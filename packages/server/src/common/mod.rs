// Common types and utilities shared across the application

pub mod entity_ids;
pub mod id;
pub mod types;
pub mod utils;

pub use entity_ids::*;
pub use id::Id;
pub use types::*;
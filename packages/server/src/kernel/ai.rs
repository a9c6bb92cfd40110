// AI implementation using OpenAI chat completions
//
// This is the infrastructure implementation of BaseAI.
// Business logic (what to prompt for) lives in domain layers.

use anyhow::{Context, Result};
use async_trait::async_trait;
use openai_client::{ChatRequest, Message, OpenAIClient};

use super::{BaseAI, ChatPrompt};

/// OpenAI implementation of chat completion for a fixed model
#[derive(Clone)]
pub struct OpenAIChat {
    client: OpenAIClient,
    model: String,
}

impl OpenAIChat {
    pub fn new(client: OpenAIClient, model: impl Into<String>) -> Self {
        Self {
            client,
            model: model.into(),
        }
    }
}

#[async_trait]
impl BaseAI for OpenAIChat {
    async fn complete(&self, prompt: &ChatPrompt) -> Result<String> {
        let request = ChatRequest::new(&self.model)
            .message(Message::system(&prompt.system))
            .message(Message::user(&prompt.user))
            .max_tokens(prompt.max_tokens)
            .temperature(prompt.temperature);

        tracing::debug!(
            model = %self.model,
            prompt_length = prompt.user.len(),
            "Calling OpenAI chat completion"
        );

        let response = self
            .client
            .chat_completion(request)
            .await
            .map_err(|e| {
                tracing::warn!(error = %e, model = %self.model, "OpenAI chat completion failed");
                e
            })
            .context("Failed to call OpenAI API")?;

        tracing::debug!(
            response_length = response.content.len(),
            total_tokens = response.usage.as_ref().map(|u| u.total_tokens),
            model = %self.model,
            "OpenAI chat completion received"
        );

        Ok(response.content)
    }
}
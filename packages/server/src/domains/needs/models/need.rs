use anyhow::Result;
use pgvector::Vector;
use serde::{Deserialize, Serialize};
use sqlx::PgPool;

use crate::common::{NeedId, ProviderId};

/// Taxonomy leaf a provider can offer (e.g. "Housing Assistance")
#[derive(Debug, Clone, PartialEq, Serialize, Deserialize, sqlx::FromRow)]
#[serde(rename_all = "camelCase")]
pub struct Need {
    pub id: NeedId,
    pub name: String,
    pub category: Option<String>,
    pub synonyms: Option<Vec<String>>,
}

/// A need returned by semantic search, with its cosine similarity to the query
#[derive(Debug, Clone, PartialEq, Serialize, Deserialize, sqlx::FromRow)]
#[serde(rename_all = "camelCase")]
pub struct NeedMatch {
    pub id: NeedId,
    pub name: String,
    pub category: Option<String>,
    pub synonyms: Option<Vec<String>>,
    pub similarity: f64,
}

/// Need offered by a specific provider (join row)
#[derive(Debug, Clone, sqlx::FromRow)]
pub struct ProviderNeed {
    pub provider_id: ProviderId,
    #[sqlx(flatten)]
    pub need: Need,
}

impl Need {
    /// Text that gets embedded for this need: name, category and synonyms.
    pub fn embedding_text(&self) -> String {
        let mut parts = vec![self.name.clone()];
        if let Some(category) = self.category.as_deref().filter(|c| !c.is_empty()) {
            parts.push(category.to_string());
        }
        if let Some(synonyms) = &self.synonyms {
            parts.extend(synonyms.iter().filter(|s| !s.is_empty()).cloned());
        }
        parts.join(", ")
    }

    /// Needs with similarity >= `threshold` to `query_embedding`, best first.
    ///
    /// Ties on similarity are broken by id so repeated searches are stable.
    pub async fn match_by_embedding(
        query_embedding: &[f32],
        threshold: f64,
        limit: i64,
        pool: &PgPool,
    ) -> Result<Vec<NeedMatch>> {
        let vector = Vector::from(query_embedding.to_vec());

        let matches = sqlx::query_as::<_, NeedMatch>(
            r#"
            SELECT
                id,
                name,
                category,
                synonyms,
                (1 - (embedding <=> $1))::float8 AS similarity
            FROM needs
            WHERE embedding IS NOT NULL
                AND (1 - (embedding <=> $1)) >= $2
            ORDER BY embedding <=> $1, id
            LIMIT $3
            "#,
        )
        .bind(vector)
        .bind(threshold)
        .bind(limit)
        .fetch_all(pool)
        .await?;

        Ok(matches)
    }

    /// Needs offered by any of the given providers.
    pub async fn find_for_providers(
        provider_ids: &[ProviderId],
        pool: &PgPool,
    ) -> Result<Vec<ProviderNeed>> {
        let rows = sqlx::query_as::<_, ProviderNeed>(
            r#"
            SELECT pn.provider_id, n.id, n.name, n.category, n.synonyms
            FROM provider_needs pn
            JOIN needs n ON n.id = pn.need_id
            WHERE pn.provider_id = ANY($1)
            ORDER BY pn.provider_id, n.name
            "#,
        )
        .bind(provider_ids)
        .fetch_all(pool)
        .await?;

        Ok(rows)
    }

    pub async fn find_without_embeddings(pool: &PgPool) -> Result<Vec<Self>> {
        sqlx::query_as::<_, Self>(
            "SELECT id, name, category, synonyms FROM needs WHERE embedding IS NULL ORDER BY name",
        )
        .fetch_all(pool)
        .await
        .map_err(Into::into)
    }

    pub async fn update_embedding(id: NeedId, embedding: &[f32], pool: &PgPool) -> Result<()> {
        let vector = Vector::from(embedding.to_vec());

        sqlx::query("UPDATE needs SET embedding = $2, updated_at = NOW() WHERE id = $1")
            .bind(id)
            .bind(vector)
            .execute(pool)
            .await?;

        Ok(())
    }
}
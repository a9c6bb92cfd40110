use axum::{
    extract::{rejection::JsonRejection, Extension},
    Json,
};

use crate::domains::search::{run_search, SearchOutcome, SearchRequest};
use crate::server::app::AxumAppState;
use crate::server::error::ApiError;
use crate::server::middleware::ClientIp;

/// `POST /api/search`
///
/// Telemetry writes started by the search keep running after the response
/// is sent.
pub async fn search_handler(
    Extension(state): Extension<AxumAppState>,
    client_ip: Option<Extension<ClientIp>>,
    payload: Result<Json<SearchRequest>, JsonRejection>,
) -> Result<Json<SearchOutcome>, ApiError> {
    let Json(request) = payload.map_err(|rejection| {
        tracing::debug!(error = %rejection, "Rejected search body");
        ApiError::bad_request(format!("Invalid request body: {}", rejection.body_text()))
    })?;

    let client_ip = client_ip.map(|Extension(ClientIp(ip))| ip);
    let run = run_search(request, client_ip, &state.deps).await?;
    run.background.detach();

    Ok(Json(run.outcome))
}
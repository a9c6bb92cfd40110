//! Typed ids for the entities the search service reads and writes.

pub use super::id::Id;

/// Marker for taxonomy needs ("Housing Assistance", "Food Pantry", ...).
pub struct NeedEntity;

/// Marker for provider organizations (hosts are providers too).
pub struct ProviderEntity;

/// Marker for provider locations.
pub struct LocationEntity;

/// Marker for search sessions.
pub struct SearchSessionEntity;

pub type NeedId = Id<NeedEntity>;
pub type ProviderId = Id<ProviderEntity>;
pub type LocationId = Id<LocationEntity>;
pub type SearchSessionId = Id<SearchSessionEntity>;
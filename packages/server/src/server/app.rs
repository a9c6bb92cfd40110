//! Application setup and server configuration.

use std::sync::Arc;

use anyhow::{anyhow, Result};
use axum::{
    extract::Extension,
    http::{header::CONTENT_TYPE, HeaderValue, Method},
    middleware,
    routing::{get, post},
    Router,
};
use sqlx::PgPool;
use tower_governor::{
    governor::GovernorConfigBuilder, key_extractor::SmartIpKeyExtractor, GovernorLayer,
};
use tower_http::cors::{AllowOrigin, Any, CorsLayer};
use tower_http::trace::TraceLayer;

use crate::kernel::ServerDeps;
use crate::server::middleware::extract_client_ip;
use crate::server::routes::{health_handler, search_handler};

/// Shared application state
#[derive(Clone)]
pub struct AxumAppState {
    pub db_pool: PgPool,
    pub deps: Arc<ServerDeps>,
}

fn cors_layer(allowed_origins: &[String]) -> CorsLayer {
    let origins: Vec<HeaderValue> = allowed_origins
        .iter()
        .filter_map(|origin| match HeaderValue::from_str(origin) {
            Ok(value) => Some(value),
            Err(_) => {
                tracing::warn!(origin = %origin, "Ignoring invalid CORS origin");
                None
            }
        })
        .collect();

    // No configured origins means any origin (embedded search widgets)
    let allow_origin = if origins.is_empty() {
        AllowOrigin::from(Any)
    } else {
        AllowOrigin::list(origins)
    };

    CorsLayer::new()
        .allow_origin(allow_origin)
        .allow_methods([Method::GET, Method::POST])
        .allow_headers([CONTENT_TYPE])
}

/// Build the Axum application router
pub fn build_app(pool: PgPool, deps: ServerDeps, allowed_origins: &[String]) -> Result<Router> {
    let app_state = AxumAppState {
        db_pool: pool,
        deps: Arc::new(deps),
    };

    // Global burst protection: 10 requests per second per IP with bursts up to 20.
    // Per-host limits are applied inside the search pipeline.
    let rate_limit_config = Arc::new(
        GovernorConfigBuilder::default()
            .per_second(10)
            .burst_size(20)
            .key_extractor(SmartIpKeyExtractor)
            .finish()
            .ok_or_else(|| anyhow!("invalid rate limiter configuration"))?,
    );

    let rate_limit_layer = GovernorLayer {
        config: rate_limit_config,
    };

    let search_routes = Router::new()
        .route("/api/search", post(search_handler))
        .route("/search", post(search_handler))
        .layer(rate_limit_layer);

    let app = Router::new()
        .merge(search_routes)
        // Health check (no rate limit)
        .route("/health", get(health_handler))
        // Middleware layers (applied in reverse order - last added runs first)
        .layer(middleware::from_fn(extract_client_ip))
        .layer(Extension(app_state))
        .layer(cors_layer(allowed_origins))
        .layer(TraceLayer::new_for_http());

    Ok(app)
}
//! The lookup pipeline: geocode → area search → normalize.
//!
//! `run` always yields exactly one [`QueryOutcome`]. Failures from either
//! upstream call are mapped to a user-facing message at this boundary; the
//! underlying cause stays available through [`Pipeline::run_detailed`] and is
//! logged.

use crate::config::Config;
use crate::location::{Geocoder, LocationError, NominatimGeocoder};
use crate::search::{normalize, AreaSearch, Business, OverpassClient, SearchError};
use serde::Serialize;
use std::sync::Arc;
use thiserror::Error;

/// Result of one pipeline run, as handed to the presentation layer.
#[derive(Debug, Clone, PartialEq, Eq, Serialize)]
#[serde(tag = "status", rename_all = "snake_case")]
pub enum QueryOutcome {
    Success { businesses: Vec<Business> },
    NoResults,
    #[serde(rename = "error")]
    Failure { message: String },
}

impl QueryOutcome {
    pub fn status(&self) -> &'static str {
        match self {
            Self::Success { .. } => "success",
            Self::NoResults => "no_results",
            Self::Failure { .. } => "error",
        }
    }
}

#[derive(Debug, Error)]
pub enum PipelineError {
    /// Geocoding failed, whether with zero matches or a transport problem.
    #[error("could not resolve '{location}'")]
    Geocode {
        location: String,
        #[source]
        source: LocationError,
    },

    #[error("area search failed")]
    Search(#[source] SearchError),
}

impl PipelineError {
    /// The message shown to the user. Both geocoding causes collapse into one
    /// location message.
    pub fn user_message(&self) -> String {
        match self {
            Self::Geocode { location, .. } => format!(
                "Error: Could not find coordinates for '{}'. Please try a more specific location.",
                location
            ),
            Self::Search(SearchError::Network(_)) => {
                "Error: Failed to fetch data from OpenStreetMap's API due to a network issue."
                    .to_string()
            }
            Self::Search(SearchError::InvalidResponse(_)) => {
                "Error: Failed to parse the response from OpenStreetMap's API.".to_string()
            }
        }
    }
}

impl From<Result<Vec<Business>, PipelineError>> for QueryOutcome {
    fn from(result: Result<Vec<Business>, PipelineError>) -> Self {
        match result {
            Ok(businesses) if businesses.is_empty() => Self::NoResults,
            Ok(businesses) => Self::Success { businesses },
            Err(e) => Self::Failure {
                message: e.user_message(),
            },
        }
    }
}

/// Geocoder, area search and radius. Immutable; clones share the clients.
#[derive(Clone)]
pub struct Pipeline {
    geocoder: Arc<dyn Geocoder>,
    search: Arc<dyn AreaSearch>,
    radius_m: u32,
}

impl Pipeline {
    pub fn new(
        geocoder: Arc<dyn Geocoder>,
        search: Arc<dyn AreaSearch>,
        radius_m: u32,
    ) -> Self {
        Self {
            geocoder,
            search,
            radius_m,
        }
    }

    /// Pipeline backed by Nominatim and Overpass.
    pub fn from_config(config: &Config) -> Self {
        Self::new(
            Arc::new(NominatimGeocoder::new(config)),
            Arc::new(OverpassClient::new(config)),
            config.search_radius_m,
        )
    }

    pub fn run(&self, location: &str, category: &str) -> QueryOutcome {
        let result = self.run_detailed(location, category);
        if let Err(ref e) = result {
            log_failure(e);
        }
        QueryOutcome::from(result)
    }

    pub fn run_detailed(
        &self,
        location: &str,
        category: &str,
    ) -> Result<Vec<Business>, PipelineError> {
        let center = self
            .geocoder
            .resolve(location)
            .map_err(|source| PipelineError::Geocode {
                location: location.to_string(),
                source,
            })?;

        let features = self
            .search
            .search(&center, category, self.radius_m)
            .map_err(PipelineError::Search)?;

        let businesses = normalize(&features);
        tracing::info!(
            location,
            category,
            features = features.len(),
            businesses = businesses.len(),
            "lookup complete"
        );
        Ok(businesses)
    }
}

fn log_failure(e: &PipelineError) {
    match e {
        PipelineError::Geocode { location, source } => {
            tracing::warn!(
                location,
                cause = %source,
                transport = source.is_transport(),
                "geocoding failed"
            );
        }
        PipelineError::Search(source) => {
            tracing::warn!(cause = %source, "area search failed");
        }
    }
}
//! Area search: nearby map features for a category, and their reduction to
//! business records.

pub mod normalize;
pub mod overpass;
pub mod types;

pub use normalize::normalize;
pub use overpass::OverpassClient;
pub use types::{Business, RawFeature};

use crate::location::Coordinate;
use thiserror::Error;

#[derive(Debug, Error)]
pub enum SearchError {
    /// Connection failure, timeout, or a non-2xx status.
    #[error("Network error: {0}")]
    Network(String),

    #[error("Invalid API response: {0}")]
    InvalidResponse(String),
}

/// Finds map features around a point whose category tags match a text.
pub trait AreaSearch: Send + Sync {
    fn search(
        &self,
        center: &Coordinate,
        category: &str,
        radius_m: u32,
    ) -> Result<Vec<RawFeature>, SearchError>;
}
pub const INDEX_HTML: &str = r#"<!doctype html>
<html lang="en">
<head>
<meta charset="utf-8">
<title>Market Scout</title>
<style>
  body { font-family: system-ui, sans-serif; max-width: 48rem; margin: 2rem auto; padding: 0 1rem; }
  form { display: flex; gap: .5rem; flex-wrap: wrap; }
  input { flex: 1; padding: .4rem; }
  .warn { color: #8a6d00; } .error { color: #b00020; }
  pre { background: #f4f4f4; padding: .75rem; white-space: pre-wrap; }
</style>
</head>
<body>
<h1>Market Scout</h1>
<p>Enter a location and a business type to get nearby businesses from OpenStreetMap and a short market analysis.</p>
<form id="f">
  <input name="location" placeholder="Banjara Hills, Hyderabad" value="Banjara Hills, Hyderabad">
  <input name="category" placeholder="cafe" value="cafe">
  <button type="submit">Analyze Market</button>
</form>
<div id="out"></div>
<script>
const out = document.getElementById('out');
document.getElementById('f').addEventListener('submit', async (ev) => {
  ev.preventDefault();
  const params = new URLSearchParams(new FormData(ev.target));
  out.textContent = 'Analyzing...';
  const res = await fetch('/api/analyze?' + params);
  const body = await res.json();
  out.innerHTML = '';
  const h = document.createElement('h2');
  h.textContent = `Analysis for '${body.category ?? ''}' in '${body.location ?? ''}'`;
  out.appendChild(h);
  const p = document.createElement('pre');
  if (body.status === 'success') {
    p.textContent = (body.analysis ?? '') + `\n\nFound ${body.data.length} businesses:\n` + JSON.stringify(body.data, null, 2);
  } else if (body.status === 'no_results') {
    p.className = 'warn';
    p.textContent = 'No businesses of that type were found for this area. Try a broader location or a different business type.';
  } else {
    p.className = 'error';
    p.textContent = 'An error occurred: ' + (body.analysis ?? body.error);
  }
  out.appendChild(p);
});
</script>
</body>
</html>
"#;
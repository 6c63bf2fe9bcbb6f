//! Location subsystem: turns a free-text place name into a coordinate pair.

pub mod nominatim;
pub mod types;

pub use nominatim::NominatimGeocoder;
pub use types::{Coordinate, LocationError};

/// Resolves a place description to a single coordinate.
pub trait Geocoder: Send + Sync {
    fn resolve(&self, query: &str) -> Result<Coordinate, LocationError>;
}
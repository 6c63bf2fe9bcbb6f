//! Market report: a pipeline outcome plus the generated analysis, shaped for
//! display.

use crate::analysis::AnalysisClient;
use crate::pipeline::{Pipeline, QueryOutcome};
use crate::search::Business;
use chrono::{DateTime, Utc};
use serde::Serialize;

pub const ANALYSIS_FAILED: &str =
    "Error: The AI model failed to generate an analysis. Please try again later.";

pub const MISSING_INPUT: &str = "Please enter both a location and a business type.";

#[derive(Debug, Clone, Serialize)]
pub struct MarketReport {
    pub location: String,
    pub category: String,
    pub status: &'static str,
    #[serde(skip_serializing_if = "Option::is_none")]
    pub analysis: Option<String>,
    #[serde(skip_serializing_if = "Option::is_none")]
    pub data: Option<Vec<Business>>,
    pub generated_at: DateTime<Utc>,
}

/// Trimmed location and category, both non-empty.
pub fn validate_input<'a>(location: &'a str, category: &'a str) -> Option<(&'a str, &'a str)> {
    let (location, category) = (location.trim(), category.trim());
    if location.is_empty() || category.is_empty() {
        None
    } else {
        Some((location, category))
    }
}

impl MarketReport {
    /// Build a report from an outcome. The analyst is only consulted on
    /// success; `None` skips the analysis step.
    pub fn from_outcome(
        outcome: QueryOutcome,
        analyst: Option<&dyn AnalysisClient>,
        location: &str,
        category: &str,
    ) -> Self {
        let status = outcome.status();
        let (analysis, data) = match outcome {
            QueryOutcome::Success { businesses } => {
                let analysis = analyst.map(|a| match a.generate(&businesses, category, location) {
                    Ok(text) => text,
                    Err(e) => {
                        tracing::error!(error = %e, "analysis generation failed");
                        ANALYSIS_FAILED.to_string()
                    }
                });
                (analysis, Some(businesses))
            }
            QueryOutcome::NoResults => (None, None),
            QueryOutcome::Failure { message } => (Some(message), None),
        };

        Self {
            location: location.to_string(),
            category: category.to_string(),
            status,
            analysis,
            data,
            generated_at: Utc::now(),
        }
    }

    /// Run the pipeline and build the report in one step.
    pub fn generate(
        pipeline: &Pipeline,
        analyst: Option<&dyn AnalysisClient>,
        location: &str,
        category: &str,
    ) -> Self {
        let outcome = pipeline.run(location, category);
        Self::from_outcome(outcome, analyst, location, category)
    }

    pub fn is_error(&self) -> bool {
        self.status == "error"
    }
}
//! Runtime configuration: upstream endpoints, search radius, timeouts and
//! the identifying client header.
//!
//! Every value can come from a CLI flag, an environment variable, or the
//! built-in default.

use clap::Args;
use std::time::Duration;
use thiserror::Error;

pub const NOMINATIM_URL: &str = "https://nominatim.openstreetmap.org/search";
pub const OVERPASS_URL: &str = "https://overpass.kumi.systems/api/interpreter";
pub const USER_AGENT: &str = "MarketScout/1.0 (contact@example.com)";
pub const HF_ENDPOINT: &str = "https://router.huggingface.co/v1/chat/completions";
pub const HF_MODEL: &str = "mistralai/Mixtral-8x7B-Instruct-v0.1";

#[derive(Args, Debug, Clone)]
pub struct Config {
    /// Place-search (geocoding) endpoint.
    #[arg(long, env = "SCOUT_NOMINATIM_URL", default_value = NOMINATIM_URL)]
    pub nominatim_url: String,

    /// Map-data query endpoint.
    #[arg(long, env = "SCOUT_OVERPASS_URL", default_value = OVERPASS_URL)]
    pub overpass_url: String,

    /// User-Agent sent upstream. Nominatim's usage policy requires an
    /// application name and a contact address.
    #[arg(long, env = "SCOUT_USER_AGENT", default_value = USER_AGENT)]
    pub user_agent: String,

    /// Search radius around the geocoded point, in meters.
    #[arg(long, env = "SCOUT_SEARCH_RADIUS_M", default_value_t = 1500)]
    pub search_radius_m: u32,

    /// Area-search timeout in seconds (also sent as the server-side hint).
    #[arg(long, env = "SCOUT_SEARCH_TIMEOUT_SECS", default_value_t = 25)]
    pub search_timeout_secs: u64,

    /// Geocoding timeout in seconds. Must be shorter than the search timeout.
    #[arg(long, env = "SCOUT_GEOCODE_TIMEOUT_SECS", default_value_t = 10)]
    pub geocode_timeout_secs: u64,

    /// Hugging Face API token for the analysis step.
    #[arg(long, env = "HUGGINGFACEHUB_API_TOKEN", hide_env_values = true)]
    pub hf_token: Option<String>,

    /// Chat-completion endpoint used for the analysis step.
    #[arg(long, env = "SCOUT_HF_ENDPOINT", default_value = HF_ENDPOINT)]
    pub hf_endpoint: String,

    /// Model id used for the analysis step.
    #[arg(long, env = "SCOUT_HF_MODEL", default_value = HF_MODEL)]
    pub hf_model: String,

    /// Analysis request timeout in seconds.
    #[arg(long, env = "SCOUT_HF_TIMEOUT_SECS", default_value_t = 120)]
    pub hf_timeout_secs: u64,
}

impl Default for Config {
    fn default() -> Self {
        Self {
            nominatim_url: NOMINATIM_URL.to_string(),
            overpass_url: OVERPASS_URL.to_string(),
            user_agent: USER_AGENT.to_string(),
            search_radius_m: 1500,
            search_timeout_secs: 25,
            geocode_timeout_secs: 10,
            hf_token: None,
            hf_endpoint: HF_ENDPOINT.to_string(),
            hf_model: HF_MODEL.to_string(),
            hf_timeout_secs: 120,
        }
    }
}

#[derive(Debug, Error, PartialEq, Eq)]
pub enum ConfigError {
    #[error("user agent must not be empty")]
    EmptyUserAgent,

    #[error("search radius must be greater than zero")]
    ZeroRadius,

    #[error("{0} timeout must be greater than zero")]
    ZeroTimeout(&'static str),

    #[error("geocode timeout ({geocode}s) must be shorter than search timeout ({search}s)")]
    TimeoutOrder { geocode: u64, search: u64 },
}

impl Config {
    pub fn validate(&self) -> Result<(), ConfigError> {
        if self.user_agent.trim().is_empty() {
            return Err(ConfigError::EmptyUserAgent);
        }
        if self.search_radius_m == 0 {
            return Err(ConfigError::ZeroRadius);
        }
        if self.geocode_timeout_secs == 0 {
            return Err(ConfigError::ZeroTimeout("geocode"));
        }
        if self.search_timeout_secs == 0 {
            return Err(ConfigError::ZeroTimeout("search"));
        }
        if self.hf_timeout_secs == 0 {
            return Err(ConfigError::ZeroTimeout("analysis"));
        }
        if self.geocode_timeout_secs >= self.search_timeout_secs {
            return Err(ConfigError::TimeoutOrder {
                geocode: self.geocode_timeout_secs,
                search: self.search_timeout_secs,
            });
        }
        Ok(())
    }

    pub fn geocode_timeout(&self) -> Duration {
        Duration::from_secs(self.geocode_timeout_secs)
    }

    pub fn search_timeout(&self) -> Duration {
        Duration::from_secs(self.search_timeout_secs)
    }

    pub fn hf_timeout(&self) -> Duration {
        Duration::from_secs(self.hf_timeout_secs)
    }
}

****************

• Directions
The answer must be every line of the data that holds the word "PipelineError".

• Task answer
pub enum PipelineError {
impl PipelineError {
impl From<Result<Vec<Business>, PipelineError>> for QueryOutcome {
    fn from(result: Result<Vec<Business>, PipelineError>) -> Self {
    ) -> Result<Vec<Business>, PipelineError> {
            .map_err(|source| PipelineError::Geocode {
            .map_err(PipelineError::Search)?;
fn log_failure(e: &PipelineError) {
        PipelineError::Geocode { location, source } => {
        PipelineError::Search(source) => {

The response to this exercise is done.